We have already seen in this Gospel that John said of Jesus, “Look! The Lamb of God who takes away the sin of the world.” So Jesus came not only to reveal the truth about salvation from sin but also to make it ours through what He did on the cross.  In Jesus alone can we find the truth about God, about sin and its consequences and about salvation and eternal life.  God out of his love to us poor lost sinners laid our punishment on his own beloved Son.  This is the truth about God that is revealed in the person and work of the Lord Jesus Christ.  Have you taken hold of this truth for yourself and placed your faith in Him for your salvation?

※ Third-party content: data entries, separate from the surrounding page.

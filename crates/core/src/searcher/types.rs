//! Types for the indexer fan-out search engine.

use std::sync::Arc;

use thiserror::Error;

use crate::filter::{FileRecord, FilterRecord};
use crate::metadata::MetadataError;
use crate::rank;
use crate::stream_id::StreamIdError;
use crate::store::StoreError;
use crate::title::{titles_match_within, ParsedTitle};
use crate::torznab::{Query, TorznabClient};

/// How far a parsed title may drift from a query title (normalized edits).
pub const TITLE_MATCH_MAX_EDITS: usize = 5;

#[derive(Debug, Error)]
pub enum SearchError {
    #[error(transparent)]
    StreamId(#[from] StreamIdError),
    #[error(transparent)]
    Metadata(#[from] MetadataError),
    #[error("title not found: {0}")]
    TitleNotFound(String),
    #[error(transparent)]
    Store(#[from] StoreError),
    #[error("all search plans failed: {0}")]
    AllPlansFailed(String),
}

/// What we know about the requested content before planning queries.
#[derive(Debug, Clone, Default, PartialEq, Eq)]
pub struct QueryMeta {
    pub titles: Vec<String>,
    pub year: Option<i32>,
    pub season: Option<u32>,
    pub episode: Option<u32>,
}

impl QueryMeta {
    /// Whether a parsed release title matches any known title within the
    /// edit budget.
    pub fn matches_title(&self, parsed_title: &str) -> bool {
        self.titles
            .iter()
            .any(|title| titles_match_within(TITLE_MATCH_MAX_EDITS, parsed_title, title))
    }
}

/// One query derived for one indexer.
#[derive(Debug, Clone)]
pub struct PlannedQuery {
    pub query: Query,
    /// An exact plan's results skip the parsed-title post-filter.
    pub is_exact: bool,
    /// Sync key granularity this plan contributes to
    /// (`sid`, `sid:season`, or `sid:season:episode`).
    pub sync_sid: String,
}

/// A planned query bound to the client that will execute it.
pub struct SearchPlan {
    pub client: Arc<dyn TorznabClient>,
    pub query: Query,
    pub is_exact: bool,
}

/// The video file within a matched torrent.
#[derive(Debug, Clone, Default, PartialEq, Eq)]
pub struct StreamFile {
    pub name: String,
    pub index: i64,
    pub size: i64,
}

/// A deduplicated, post-filtered stream candidate.
#[derive(Debug, Clone, Default)]
pub struct WrappedStream {
    /// Torrent info-hash, lowercase hex.
    pub hash: String,
    /// Full release title.
    pub title: String,
    /// Composite id of the indexer that produced it.
    pub indexer: String,
    pub seeders: i64,
    pub is_private: bool,
    pub size: i64,
    pub source_link: Option<String>,
    /// Attributes parsed from the release title.
    pub parsed: ParsedTitle,
    /// Matched video file, when one is known.
    pub file: Option<StreamFile>,
}

impl WrappedStream {
    /// Projection consumed by the filter expression engine.
    pub fn filter_record(&self) -> FilterRecord {
        FilterRecord {
            resolution: self.parsed.resolution.clone(),
            quality: self.parsed.quality.clone(),
            size: if self.size > 0 {
                rank::format_size(self.size)
            } else {
                String::new()
            },
            hdr: self.parsed.hdr.clone(),
            seeders: self.seeders,
            is_private: self.is_private,
            file: match &self.file {
                Some(file) => FileRecord {
                    name: file.name.clone(),
                    size: if file.size > 0 {
                        rank::format_size(file.size)
                    } else {
                        String::new()
                    },
                    index: file.index,
                },
                None => FileRecord::default(),
            },
        }
    }
}

/// The outcome of one fan-out search.
#[derive(Debug, Default)]
pub struct SearchOutcome {
    pub streams: Vec<WrappedStream>,
    /// Unique hashes in discovery order.
    pub hashes: Vec<String>,
}
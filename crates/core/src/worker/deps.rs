//! Cross-worker dependency table.
//!
//! A single mutex-guarded map from worker name to a running flag. Workers
//! mark themselves in `on_start`/`on_end`; dependents build their
//! `should_wait` check from [`WorkerDependencyTable::wait_reason`], which
//! reports the first named antecedent that is still running.

use std::collections::HashMap;
use std::sync::Mutex;

#[derive(Default)]
pub struct WorkerDependencyTable {
    running: Mutex<HashMap<String, bool>>,
}

impl WorkerDependencyTable {
    pub fn new() -> Self {
        Self::default()
    }

    pub fn set_running(&self, name: &str, running: bool) {
        let mut map = self.running.lock().unwrap_or_else(|e| e.into_inner());
        map.insert(name.to_string(), running);
    }

    pub fn is_running(&self, name: &str) -> bool {
        let map = self.running.lock().unwrap_or_else(|e| e.into_inner());
        map.get(name).copied().unwrap_or(false)
    }

    /// The wait reason if any of `names` is currently running.
    pub fn wait_reason(&self, names: &[&str]) -> Option<String> {
        let map = self.running.lock().unwrap_or_else(|e| e.into_inner());
        names
            .iter()
            .find(|name| map.get(**name).copied().unwrap_or(false))
            .map(|name| format!("{} is running", name))
    }
}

Then Jesus is the truth in another sense also.  He is the revelation of God who is utterly true and utterly trustworthy.  When we hear Jesus saying, “I am the Truth,” we hear Him declaring, “I am utterly trustworthy and completely able.  I will always keep my word and what I promise, I will do.” How good it is to know this when we read the promises that Jesus makes in the Bible.  How good to know that what He says He will and He is able to do.  Praise be to God for this.

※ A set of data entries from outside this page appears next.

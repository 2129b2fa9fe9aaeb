//! Error types for drive and object operations.

use std::time::Duration;

use scour_types::keys::HeadKeyError;
use scour_types::{DeviceParseError, MetadataError};

/// Errors that can occur while talking to a drive or reading an object.
#[derive(Debug, thiserror::Error)]
pub enum StoreError {
    /// The requested key or object does not exist (or is a tombstone).
    #[error("not found: {0}")]
    NotFound(String),

    /// No connection to the drive could be established.
    #[error("device {device} unavailable after {attempts} connect attempt(s)")]
    DeviceUnavailable {
        /// Device name.
        device: String,
        /// How many attempts were made.
        attempts: u32,
    },

    /// A single connect attempt failed.
    #[error("connect to {device} failed: {reason}")]
    Connect {
        /// Device name.
        device: String,
        /// What went wrong.
        reason: String,
    },

    /// A drive operation did not complete in time.
    #[error("{op} timed out after {after:?}")]
    Timeout {
        /// Operation name.
        op: &'static str,
        /// The deadline that elapsed.
        after: Duration,
    },

    /// The device name could not be resolved to an endpoint.
    #[error(transparent)]
    DeviceName(#[from] DeviceParseError),

    /// The key cannot be stored by this backend.
    #[error("invalid key {0:?}")]
    InvalidKey(String),

    /// A head key does not follow the object key layout.
    #[error(transparent)]
    HeadKey(#[from] HeadKeyError),

    /// Object metadata is missing a header or holds a bad value.
    #[error("bad metadata for {key}: {source}")]
    Metadata {
        /// Head key of the object.
        key: String,
        /// The underlying problem.
        source: MetadataError,
    },

    /// Object metadata is not valid JSON.
    #[error("metadata decode error: {0}")]
    Serde(#[from] serde_json::Error),

    /// An I/O error occurred.
    #[error("io error: {0}")]
    Io(#[from] std::io::Error),
}

impl StoreError {
    /// Whether this error means the device as a whole cannot be reached.
    pub fn is_device_unavailable(&self) -> bool {
        matches!(self, Self::DeviceUnavailable { .. } | Self::DeviceName(_))
    }
}
//! One full audit pass over every device.

use std::sync::Arc;

use scour_store::{ConnectionManager, KeyValueStore};
use scour_types::{AuditLocation, Device};
use tokio::time::{Duration, Instant};
use tracing::{debug, error, info, warn};

use crate::enumerator::{DEFAULT_PAGE_SIZE, DeviceEnumerator, ObjectScanner};
use crate::error::AuditError;
use crate::shutdown::Shutdown;
use crate::stats::SweepStats;
use crate::throttle::RateBudget;
use crate::verifier::{IntegrityVerifier, VerificationOutcome};

/// Tunables for a sweep.
#[derive(Debug, Clone)]
pub struct AuditorConfig {
    /// Byte read ceiling (non-positive = unlimited).
    pub max_bytes_per_second: f64,
    /// Object audit ceiling (non-positive = unlimited).
    pub max_files_per_second: f64,
    /// Keys requested per range listing.
    pub scan_page_size: usize,
    /// How often progress is logged during a sweep.
    pub log_interval: Duration,
}

impl Default for AuditorConfig {
    fn default() -> Self {
        Self {
            max_bytes_per_second: 10_000_000.0,
            max_files_per_second: 20.0,
            scan_page_size: DEFAULT_PAGE_SIZE,
            log_interval: Duration::from_secs(3600),
        }
    }
}

/// How auditing one device ended.
#[derive(Debug)]
pub enum DeviceOutcome {
    /// Every head key was enumerated.
    Success,
    /// No connection could be established.
    Unavailable,
    /// Enumeration broke off part way.
    Failed(AuditError),
    /// Shutdown was requested mid-device.
    Interrupted,
}

/// Result of one sweep.
#[derive(Debug)]
pub struct SweepSummary {
    /// Counters accumulated during the sweep.
    pub stats: SweepStats,
    /// Devices that were attempted.
    pub devices: usize,
    /// Wall-clock duration of the sweep.
    pub elapsed: Duration,
    /// Whether the sweep stopped early for shutdown.
    pub interrupted: bool,
}

/// Walks devices and verifies every object on them.
///
/// Holds no per-sweep state: each [`ObjectAuditor::run_once`] starts from
/// fresh counters and rate budgets.
pub struct ObjectAuditor {
    connections: Arc<ConnectionManager>,
    devices: DeviceEnumerator,
    verifier: IntegrityVerifier,
    config: AuditorConfig,
}

/// Mutable state owned by one sweep.
struct SweepState {
    stats: SweepStats,
    bytes: RateBudget,
    files: RateBudget,
    last_report: Instant,
}

impl ObjectAuditor {
    /// Create an auditor.
    pub fn new(
        connections: Arc<ConnectionManager>,
        devices: DeviceEnumerator,
        config: AuditorConfig,
    ) -> Self {
        Self {
            connections,
            devices,
            verifier: IntegrityVerifier::new(config.max_bytes_per_second),
            config,
        }
    }

    /// The sweep tunables.
    pub fn config(&self) -> &AuditorConfig {
        &self.config
    }

    /// Audit every device once.
    ///
    /// `overrides`, if non-empty, replaces the topology's device list.
    /// Device and object failures are counted, never propagated.
    pub async fn run_once(&self, overrides: &[String], shutdown: &Shutdown) -> SweepSummary {
        let started = Instant::now();
        let devices = self.devices.enumerate(overrides);
        info!(devices = devices.len(), "starting object audit sweep");

        let mut state = SweepState {
            stats: SweepStats::default(),
            bytes: RateBudget::new(),
            files: RateBudget::new(),
            last_report: started,
        };

        let mut interrupted = false;
        for name in &devices {
            if shutdown.is_triggered() {
                interrupted = true;
                break;
            }
            let outcome = self.audit_device(name, &mut state, shutdown).await;
            state.stats.record_device(&outcome);
            if matches!(outcome, DeviceOutcome::Interrupted) {
                interrupted = true;
                break;
            }
        }

        let elapsed = started.elapsed();
        let stats = state.stats;
        info!(
            elapsed_secs = elapsed.as_secs_f64(),
            interrupted,
            found_objects = stats.found_objects,
            success = stats.success,
            failures = stats.failures,
            quarantines = stats.quarantines,
            device_success = stats.device_success,
            device_failures = stats.device_failures,
            bytes = stats.total_bytes_processed,
            "finished object audit sweep"
        );

        SweepSummary {
            stats,
            devices: devices.len(),
            elapsed,
            interrupted,
        }
    }

    async fn audit_device(
        &self,
        name: &str,
        state: &mut SweepState,
        shutdown: &Shutdown,
    ) -> DeviceOutcome {
        let device = match Device::parse(name) {
            Ok(device) => device,
            Err(e) => {
                warn!(device = %name, error = %e, "unable to connect to device");
                return DeviceOutcome::Unavailable;
            }
        };

        let conn = match self.connections.get_connection(&device).await {
            Ok(conn) => conn,
            Err(e) if e.is_device_unavailable() => {
                warn!(device = %name, error = %e, "unable to connect to device");
                return DeviceOutcome::Unavailable;
            }
            Err(e) => {
                error!(device = %name, error = %e, "failed to open device");
                return DeviceOutcome::Failed(e.into());
            }
        };

        debug!(device = %name, "auditing device");
        match self.scan_device(name, conn, state, shutdown).await {
            Ok(()) => DeviceOutcome::Success,
            Err(AuditError::Interrupted) => DeviceOutcome::Interrupted,
            Err(e) => {
                error!(device = %name, error = %e, "device audit aborted");
                self.connections.mark_faulted(name).await;
                DeviceOutcome::Failed(e)
            }
        }
    }

    async fn scan_device(
        &self,
        name: &str,
        conn: Arc<dyn KeyValueStore>,
        state: &mut SweepState,
        shutdown: &Shutdown,
    ) -> Result<(), AuditError> {
        let mut scanner = ObjectScanner::new(conn.clone(), self.config.scan_page_size);
        while let Some(head_key) = scanner.next().await? {
            if shutdown.is_triggered() {
                return Err(AuditError::Interrupted);
            }
            state.stats.found_objects += 1;

            let location = AuditLocation::new(name, head_key);
            let outcome = self
                .verifier
                .verify(
                    conn.clone(),
                    &location,
                    &mut state.bytes,
                    &mut state.stats,
                    shutdown,
                )
                .await;
            if matches!(outcome, VerificationOutcome::Failed(AuditError::Interrupted)) {
                return Err(AuditError::Interrupted);
            }
            state.stats.record_object(&outcome);

            let wait = state.files.reserve(self.config.max_files_per_second, 1);
            if !shutdown.sleep(wait).await {
                return Err(AuditError::Interrupted);
            }
            self.maybe_log_progress(state);
        }
        Ok(())
    }

    fn maybe_log_progress(&self, state: &mut SweepState) {
        let now = Instant::now();
        let window = now.duration_since(state.last_report);
        if window < self.config.log_interval {
            return;
        }
        let secs = window.as_secs_f64().max(f64::EPSILON);
        info!(
            files_per_second = state.stats.files_processed as f64 / secs,
            bytes_per_second = state.stats.bytes_processed as f64 / secs,
            total_files = state.stats.total_files_processed,
            total_bytes = state.stats.total_bytes_processed,
            quarantines = state.stats.quarantines,
            errors = state.stats.errors,
            "object audit progress"
        );
        state.stats.reset_window();
        state.last_report = now;
    }
}
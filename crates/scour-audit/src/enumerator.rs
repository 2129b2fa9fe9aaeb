//! Device and object enumeration for a sweep.

use std::collections::{BTreeSet, VecDeque};
use std::sync::Arc;

use scour_store::{KeyValueStore, StoreError};
use scour_types::keys::{OBJECTS_END, OBJECTS_START};
use tracing::{debug, error};

use crate::topology::TopologyProvider;

/// Default number of keys fetched per range request.
pub const DEFAULT_PAGE_SIZE: usize = 800;

/// Resolves the set of devices a sweep should audit.
pub struct DeviceEnumerator {
    topology: Arc<dyn TopologyProvider>,
}

impl DeviceEnumerator {
    /// Create an enumerator over `topology`.
    pub fn new(topology: Arc<dyn TopologyProvider>) -> Self {
        Self { topology }
    }

    /// Device names to audit.
    ///
    /// A non-empty `overrides` list is used as-is (deduplicated). Otherwise
    /// the union of every policy's object ring devices is returned. A policy
    /// whose ring cannot be read is logged and skipped.
    pub fn enumerate(&self, overrides: &[String]) -> BTreeSet<String> {
        let overrides: BTreeSet<String> = overrides
            .iter()
            .map(|name| name.trim())
            .filter(|name| !name.is_empty())
            .map(str::to_string)
            .collect();
        if !overrides.is_empty() {
            return overrides;
        }

        let mut devices = BTreeSet::new();
        for policy in self.topology.policies() {
            match self.topology.object_ring_devices(policy) {
                Ok(slots) => {
                    devices.extend(
                        slots
                            .into_iter()
                            .flatten()
                            .map(|device| device.name)
                            .filter(|name| !name.is_empty()),
                    );
                }
                Err(e) => {
                    error!(policy, error = %e, "failed to load object ring");
                }
            }
        }
        devices
    }
}

/// Lazily lists the head keys stored on one drive.
///
/// Walks `["objects", "objects/")` a page at a time. Finite and not
/// restartable: a new scanner starts over from the beginning.
pub struct ObjectScanner {
    conn: Arc<dyn KeyValueStore>,
    page_size: usize,
    buffered: VecDeque<String>,
    cursor: String,
    inclusive: bool,
    exhausted: bool,
}

impl ObjectScanner {
    /// Start scanning the drive behind `conn`.
    pub fn new(conn: Arc<dyn KeyValueStore>, page_size: usize) -> Self {
        Self {
            conn,
            page_size: page_size.max(1),
            buffered: VecDeque::new(),
            cursor: OBJECTS_START.to_string(),
            inclusive: true,
            exhausted: false,
        }
    }

    /// The next head key, or `None` at the end of the range.
    pub async fn next(&mut self) -> Result<Option<String>, StoreError> {
        if self.buffered.is_empty() && !self.exhausted {
            self.fetch_page().await?;
        }
        Ok(self.buffered.pop_front())
    }

    async fn fetch_page(&mut self) -> Result<(), StoreError> {
        let page = self
            .conn
            .get_key_range(&self.cursor, OBJECTS_END, self.inclusive, self.page_size)
            .await?;
        debug!(cursor = %self.cursor, keys = page.len(), "fetched head key page");

        if page.len() < self.page_size {
            self.exhausted = true;
        }
        if let Some(last) = page.last() {
            self.cursor = last.clone();
            self.inclusive = false;
        }
        self.buffered.extend(page);
        Ok(())
    }
}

We have one more claim of the Lord Jesus to discover.  If we move on now to John’s Gospel chapter 15 we find Jesus calling Himself “the true vine.” It is a very good picture of the relationship of the Christian believer with the Lord Jesus.  He says that He is the vine and that believers are the branches.  The relationship between the two is quite clear in a general way.  The branch is altogether dependent on the vine for all its life and strength and for the fruit it bears.  The life is in the vine itself and comes up from the roots.  The branch can only live as it is joined to the vine and allows the life, sap and strength of the vine to flow into it.  Only so can it bear fruit.  In the same way the believer is dependent upon the Lord Jesus.  “Apart from Me,” Jesus says, “you can do nothing.”

Jesus draws one or two lessons from this illustration.  First, He speaks of branches that do not bear fruit.  A branch that does not bear fruit is useless; no one wants it.  He says it does not bear fruit because it is not abiding in Him, so it withers away and dies.  It is then thrown away.  This is a terrible picture.  May the Lord keep us from being barren and useless and being cast away as a fruitless branch that the Lord cannot use.

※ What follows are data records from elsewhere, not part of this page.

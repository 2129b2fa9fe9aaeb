//! TOML configuration for the Scour daemon.
//!
//! Every section is optional; anything left out falls back to the defaults
//! the auditor ships with.

use std::path::{Path, PathBuf};
use std::time::Duration;

use anyhow::{Context, bail};
use scour_audit::AuditorConfig;
use scour_audit::recon::DEFAULT_RECON_CACHE_PATH;
use scour_store::ConnectionConfig;
use scour_types::PolicyIndex;
use serde::Deserialize;

/// Top-level configuration, parsed from TOML.
#[derive(Debug, Default, Deserialize)]
#[serde(default)]
pub struct CliConfig {
    /// Sweep cadence and rate limits.
    pub auditor: AuditorSection,
    /// Drive connection tuning.
    pub connection: ConnectionSection,
    /// Where drives live.
    pub storage: StorageSection,
    /// Object rings, one table per storage policy.
    pub policy: Vec<PolicySection>,
    /// Logging configuration.
    pub log: LogSection,
}

/// A rate given either as a plain number or a string like `"10MB/s"`.
#[derive(Debug, Clone, Deserialize)]
#[serde(untagged)]
pub enum Rate {
    /// Units per second.
    Number(f64),
    /// Human-readable rate.
    Text(String),
}

/// `[auditor]` section.
#[derive(Debug, Default, Deserialize)]
#[serde(default)]
pub struct AuditorSection {
    /// Minimum seconds between sweep starts. Defaults to 30.
    pub interval_secs: Option<f64>,
    /// Byte read ceiling. Defaults to 10 000 000 bytes/s.
    pub bytes_per_second: Option<Rate>,
    /// Object audit ceiling. Defaults to 20 objects/s.
    pub files_per_second: Option<f64>,
    /// Recon cache file. Defaults to `/var/cache/scour/object.recon`.
    pub recon_cache_path: Option<PathBuf>,
    /// Keys per range listing. Defaults to 800.
    pub scan_page_size: Option<usize>,
    /// Seconds between progress log lines. Defaults to 3600.
    pub log_interval_secs: Option<u64>,
}

/// `[connection]` section.
#[derive(Debug, Default, Deserialize)]
#[serde(default)]
pub struct ConnectionSection {
    /// Seconds to wait for a connect. Defaults to 3.
    pub connect_timeout_secs: Option<f64>,
    /// Seconds to wait for any single drive operation. Defaults to 30.
    pub response_timeout_secs: Option<f64>,
    /// Connect attempts per device. Defaults to 3.
    pub connect_retry: Option<u32>,
    /// Keep connections open between sweeps.
    pub persist_connection: bool,
}

/// `[storage]` section.
#[derive(Debug, Deserialize)]
#[serde(default)]
pub struct StorageSection {
    /// Directory holding one sub-directory per drive, named `host:port`.
    pub root: PathBuf,
}

impl Default for StorageSection {
    fn default() -> Self {
        Self {
            root: PathBuf::from("/srv/scour"),
        }
    }
}

/// `[[policy]]` table.
#[derive(Debug, Default, Deserialize)]
#[serde(default)]
pub struct PolicySection {
    /// Storage policy index.
    pub index: PolicyIndex,
    /// Object ring devices (`host:port`). Empty strings mark removed slots.
    pub devices: Vec<String>,
}

/// `[log]` section.
#[derive(Debug, Deserialize)]
#[serde(default)]
pub struct LogSection {
    /// Log level filter (e.g. `"info"`, `"debug"`, `"warn"`).
    pub level: String,
}

impl Default for LogSection {
    fn default() -> Self {
        Self {
            level: "info".to_string(),
        }
    }
}

impl CliConfig {
    /// Load config from a TOML file, or use defaults if no path given.
    pub fn load(path: Option<&Path>) -> anyhow::Result<Self> {
        match path {
            Some(p) => {
                let content = std::fs::read_to_string(p)
                    .with_context(|| format!("failed to read {}", p.display()))?;
                let config: CliConfig = toml::from_str(&content)
                    .with_context(|| format!("failed to parse {}", p.display()))?;
                Ok(config)
            }
            None => Ok(Self::default()),
        }
    }

    /// Parse config from a TOML string (used in tests).
    #[cfg(test)]
    pub fn from_toml(s: &str) -> anyhow::Result<Self> {
        Ok(toml::from_str(s)?)
    }

    /// Effective sweep interval.
    pub fn interval(&self) -> anyhow::Result<Duration> {
        secs("auditor.interval_secs", self.auditor.interval_secs.unwrap_or(30.0))
    }

    /// Effective auditor tunables.
    pub fn auditor_config(&self) -> anyhow::Result<AuditorConfig> {
        let defaults = AuditorConfig::default();
        let max_bytes_per_second = match &self.auditor.bytes_per_second {
            None => defaults.max_bytes_per_second,
            Some(Rate::Number(n)) => *n,
            Some(Rate::Text(s)) => match parse_bandwidth(s) {
                Some(bytes) => bytes as f64,
                None => bail!("invalid auditor.bytes_per_second: {s:?}"),
            },
        };
        let max_files_per_second = self
            .auditor
            .files_per_second
            .unwrap_or(defaults.max_files_per_second);
        check_rate("auditor.bytes_per_second", max_bytes_per_second)?;
        check_rate("auditor.files_per_second", max_files_per_second)?;
        Ok(AuditorConfig {
            max_bytes_per_second,
            max_files_per_second,
            scan_page_size: self
                .auditor
                .scan_page_size
                .unwrap_or(defaults.scan_page_size),
            log_interval: self
                .auditor
                .log_interval_secs
                .map(Duration::from_secs)
                .unwrap_or(defaults.log_interval),
        })
    }

    /// Effective recon cache path.
    pub fn recon_cache_path(&self) -> PathBuf {
        self.auditor
            .recon_cache_path
            .clone()
            .unwrap_or_else(|| PathBuf::from(DEFAULT_RECON_CACHE_PATH))
    }

    /// Effective drive connection settings.
    pub fn connection_config(&self) -> anyhow::Result<ConnectionConfig> {
        let defaults = ConnectionConfig::default();
        let section = &self.connection;
        Ok(ConnectionConfig {
            connect_timeout: match section.connect_timeout_secs {
                Some(s) => secs("connection.connect_timeout_secs", s)?,
                None => defaults.connect_timeout,
            },
            response_timeout: match section.response_timeout_secs {
                Some(s) => secs("connection.response_timeout_secs", s)?,
                None => defaults.response_timeout,
            },
            connect_retry: section.connect_retry.unwrap_or(defaults.connect_retry),
            persist_connection: section.persist_connection,
            ..defaults
        })
    }

    /// `(policy, devices)` pairs for building the topology.
    pub fn policies(&self) -> Vec<(PolicyIndex, Vec<String>)> {
        self.policy
            .iter()
            .map(|p| (p.index, p.devices.clone()))
            .collect()
    }
}

/// Rates must be finite and non-negative; `0` means unlimited.
fn check_rate(name: &str, value: f64) -> anyhow::Result<()> {
    if !value.is_finite() || value < 0.0 {
        bail!("invalid {name}: {value}");
    }
    Ok(())
}

fn secs(name: &str, value: f64) -> anyhow::Result<Duration> {
    Duration::try_from_secs_f64(value).with_context(|| format!("invalid {name}: {value}"))
}

/// Parse a human-readable bandwidth string into bytes per second.
///
/// Supports: `"10MB/s"`, `"1GB/s"`, `"512KB/s"`, `"1048576"` (raw bytes).
fn parse_bandwidth(s: &str) -> Option<u64> {
    let s = s.trim().trim_end_matches("/s");
    let (num, unit) = if let Some(num) = s.strip_suffix("GB") {
        (num, 1_073_741_824)
    } else if let Some(num) = s.strip_suffix("MB") {
        (num, 1_048_576)
    } else if let Some(num) = s.strip_suffix("KB") {
        (num, 1_024)
    } else {
        (s, 1)
    };
    num.trim().parse::<u64>().ok()?.checked_mul(unit)
}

Then He speaks about those who do bear fruit.  He says first of all that he prunes or purges them.  He wants each branch to be the very best possible, so He cleanses away everything about it that might hinder the growth of the fruit, and stop it being the best fruit bearer possible.  The fruit mentioned here may refer to the fruit of the Spirit, which we have already mentioned in these studies.  It will mean that love, joy, peace and all the other kinds of fruit spoken of will abound in the life of the believer.  It could also refer to men and women won to the Lord by our witness.  Jesus is almost certainly speaking of both kinds of fruit.

Through the whole illustration Jesus is saying that the only branches that are any good are those that remain firmly fixed in the vine, drawing all their strength and fruitfulness from it.  When applying this to the believer He says that they abide in Him and He abides in them.  What does this mean? It means first that there must be continual faith and confidence in the Lord Jesus.  Just as the branch rests simply and securely in the vine, so must the believer rest all his confidence in the Lord Jesus.  He must trust Him fully in every area of his life, knowing that He always does all things well, and knowing too that all his salvation, grace and strength comes from the Lord.  If we have put our trust in the Lord Jesus as our Saviour, we too are branches, united to Him and receiving all our life and strength from Him.  There is another side to this, too.  We must also take care that there is nothing in our lives, plans and desires or affections, which would prevent our resting with, utter faith and confidence on the Lord Jesus.  There must be no unconfessed sin that would stop the life of the Lord Jesus flowing into us in full measure.  Abiding in Jesus also means that in a positive way we walk in obedience to Him.  Whatever He says we obey, wherever He sends we go, whatever task He asks us to take on we will do it.  This will mean putting Him first in our lives in a very deliberate way.